In which lines of the data does the string "struct" appear? Copy every one.
**** RECORDED INFORMATION
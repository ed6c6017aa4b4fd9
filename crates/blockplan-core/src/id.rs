//! Strongly-typed identifiers used across the planner.
//!
//! Downstream crates should *not* use raw integers or strings for IDs.

use serde::{Deserialize, Serialize};
use std::fmt;
use std::sync::atomic::{AtomicU64, Ordering};
use uuid::Uuid;

macro_rules! new_id {
    ($name:ident) => {
        #[derive(
            Debug, Clone, Copy, PartialEq, Eq, Hash, Serialize, Deserialize, Ord, PartialOrd,
        )]
        #[serde(transparent)]
        pub struct $name(u64);

        impl $name {
            pub const fn new(v: u64) -> Self {
                Self(v)
            }
            pub const fn get(self) -> u64 {
                self.0
            }
        }

        impl fmt::Display for $name {
            fn fmt(&self, f: &mut fmt::Formatter<'_>) -> fmt::Result {
                write!(f, "{}({})", stringify!($name), self.0)
            }
        }
    };
}

new_id!(OpId);

static NEXT_OP_ID: AtomicU64 = AtomicU64::new(1);

impl OpId {
    /// Allocate a process-unique operator id.
    pub fn next() -> Self {
        Self(NEXT_OP_ID.fetch_add(1, Ordering::Relaxed))
    }
}

/// Opaque handle to a physical block held by the object store.
///
/// Equality is handle identity; two refs to blocks with equal contents are
/// still different refs. The referenced block's lifetime is managed elsewhere.
#[derive(Debug, Clone, Copy, PartialEq, Eq, Hash, Serialize, Deserialize)]
#[serde(transparent)]
pub struct BlockRef(Uuid);

impl BlockRef {
    /// Mint a fresh handle.
    pub fn new() -> Self {
        Self(Uuid::new_v4())
    }

    pub const fn from_uuid(id: Uuid) -> Self {
        Self(id)
    }

    pub const fn as_uuid(&self) -> &Uuid {
        &self.0
    }
}

impl Default for BlockRef {
    fn default() -> Self {
        Self::new()
    }
}

impl fmt::Display for BlockRef {
    fn fmt(&self, f: &mut fmt::Formatter<'_>) -> fmt::Result {
        write!(f, "BlockRef({})", self.0)
    }
}

#[cfg(test)]
mod tests {
    use super::*;

    #[test]
    fn op_ids_are_unique() {
        let a = OpId::next();
        let b = OpId::next();
        assert_ne!(a, b);
        assert!(b.get() > a.get());
    }

    #[test]
    fn block_refs_compare_by_handle() {
        let a = BlockRef::new();
        let b = BlockRef::new();
        assert_ne!(a, b);
        assert_eq!(a, BlockRef::from_uuid(*a.as_uuid()));
    }
}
********
» **EXERCISE SOLUTION**
        pub struct $name(u64);
pub struct BlockRef(Uuid);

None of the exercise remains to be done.